Fabrício Carpinejar, para o Estadão

Todo escritor tem um gênero caixa-preta, que não abre em vida. A poesia foi o esconderijo estilístico de Guimarães Rosa, de Clarice Lispector, de Lúcio Cardoso. E de Daniel Piza. Ele nos mostrou as garras afiadas de ensaísta, contista, ficcionista. No fundo, era um poeta bissexto. Secretamente devaneava versos. Há um livro de sonetos inéditos na gaveta.

Sua alma fora armada para capturar voos extravagantes e raros. A acidez defendia a delicadeza. A ironia protegia a inocência. Possuía a vocação ao verso curto, à máxima densa e acachapante.
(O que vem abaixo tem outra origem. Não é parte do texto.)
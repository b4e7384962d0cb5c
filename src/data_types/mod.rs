
/// Per-locus allele tallies for one group
pub mod allele_counts;
/// Named linear combinations of groups
pub mod contrast;
/// Caller-supplied features and their assigned DAR values
pub mod feature;
/// Genotype calls, unphasing, and the canonical genotype table
pub mod genotype;
/// Genomic loci, the atomic row of every table
pub mod locus;
/// Per-locus allele proportions for one group
pub mod proportions;
/// The partition of samples into named groups
pub mod sample_groups;
/// DAR scores attached to genomic ranges
pub mod scored_range;
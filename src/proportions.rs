
use indexmap::IndexMap;
use log::debug;

use crate::data_types::allele_counts::{CountTable, MAX_ALLELES};
use crate::data_types::proportions::{LocusAlleleProportions, ProportionTable};

/// Converts each group's allele counts into allele proportions.
/// Loci without any called allele carry no representation information and are left out of that group's table.
/// # Arguments
/// * `tables` - per-group count tables, possibly holding different loci
pub fn counts_to_proportions(tables: &IndexMap<String, CountTable>) -> IndexMap<String, ProportionTable> {
    tables.iter()
        .map(|(group, table)| {
            let rows: Vec<LocusAlleleProportions> = table.rows().iter()
                .filter_map(|row| {
                    let total = row.total_alleles();
                    if total == 0 {
                        return None;
                    }
                    let mut proportions = [0.0; MAX_ALLELES];
                    for (p, &n) in proportions.iter_mut().zip(row.n_alleles().iter()) {
                        *p = n as f64 / total as f64;
                    }
                    Some(LocusAlleleProportions::new(row.locus().clone(), proportions))
                })
                .collect();

            let excluded = table.len() - rows.len();
            if excluded > 0 {
                debug!("Excluded {excluded} loci with no called alleles from group {group}");
            }
            (group.clone(), ProportionTable::new(group.clone(), rows))
        })
        .collect()
}

#[cfg(test)]
mod tests {
    use super::*;
    use approx_eq::assert_approx_eq;
    use crate::data_types::allele_counts::LocusAlleleCounts;
    use crate::data_types::locus::GenomicLocus;

    #[test]
    fn test_proportions() {
        let mut tables: IndexMap<String, CountTable> = Default::default();
        tables.insert("g1".to_string(), CountTable::new("g1".to_string(), 3, vec![
            LocusAlleleCounts::new(GenomicLocus::new("chr1", 1), 3, 0, [3, 2, 1, 0]),
            LocusAlleleCounts::new(GenomicLocus::new("chr1", 2), 0, 3, [0, 0, 0, 0]),
            LocusAlleleCounts::new(GenomicLocus::new("chr1", 3), 2, 1, [0, 0, 1, 3]),
        ]));
        tables.insert("g2".to_string(), CountTable::new("g2".to_string(), 1, vec![]));

        let props = counts_to_proportions(&tables);
        let g1 = &props["g1"];
        assert_eq!(g1.len(), 2);
        assert_eq!(g1.rows()[0].locus(), &GenomicLocus::new("chr1", 1));
        assert_approx_eq!(g1.rows()[0].proportions()[0], 0.5);
        assert_approx_eq!(g1.rows()[0].proportions()[1], 1.0 / 3.0);
        assert_approx_eq!(g1.rows()[0].proportions()[2], 1.0 / 6.0);
        assert_eq!(g1.rows()[0].proportions()[3], 0.0);
        assert_eq!(g1.rows()[1].locus(), &GenomicLocus::new("chr1", 3));
        assert_approx_eq!(g1.rows()[1].proportions()[3], 0.75);

        for row in g1.rows() {
            let total: f64 = row.proportions().iter().sum();
            assert_approx_eq!(total, 1.0);
        }

        // empty tables stay empty
        assert!(props["g2"].is_empty());
        assert_eq!(props["g2"].group(), "g2");
    }
}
Flâneur do desespero, conde do humor, escrevia com agudeza insuportável. Sua independência vinha em primeiro lugar, soberana. Não poupava colegas, não escapava dos debates frontais. A resposta não representava um direito, e sim um dever. Seus “aforismos sem juízo”, reunidos em livro pela Bertrand Brasil, são coleção impecável de ataques líricos.

Seus lemas: muito do pouco, clareza agressiva e intensidade do exato. A boa frase começaria de uma ideia comum e morreria com estremecimento de estrela, clarão desconcertante e imprevisível.

Transpirava coragem. Empreendeu a biografia de Machado de Assis (Imprensa Oficial). Humildade é elegância. Não apareceu mais machadiano do que Machado. Derrubou a tese de que Machado mudou de repente ao escrever Memórias Póstumas de Brás Cubas (1881). Ele não mudou, cresceu de modo coerente e progressivo. Piza revirou jornais, detalhes, miudezas, documentos para reconstituir os 69 anos da vida do maior escritor brasileiro. Furtou a casa de Machado enquanto ele vivia, revelando a evolução estilística do autor na intensa produção de crônicas em jornais e em peças de teatro, descrevendo com cuidado atento a sobrevivência social em ambiente hostil.

Machado disse sobre sua mulher Carolina: “Não acharia ninguém que melhor me ajudasse a morrer”. A literatura de Daniel Piza ajudará o leitor a viver sem ele. Mas será muito difícil. E completamente injusto.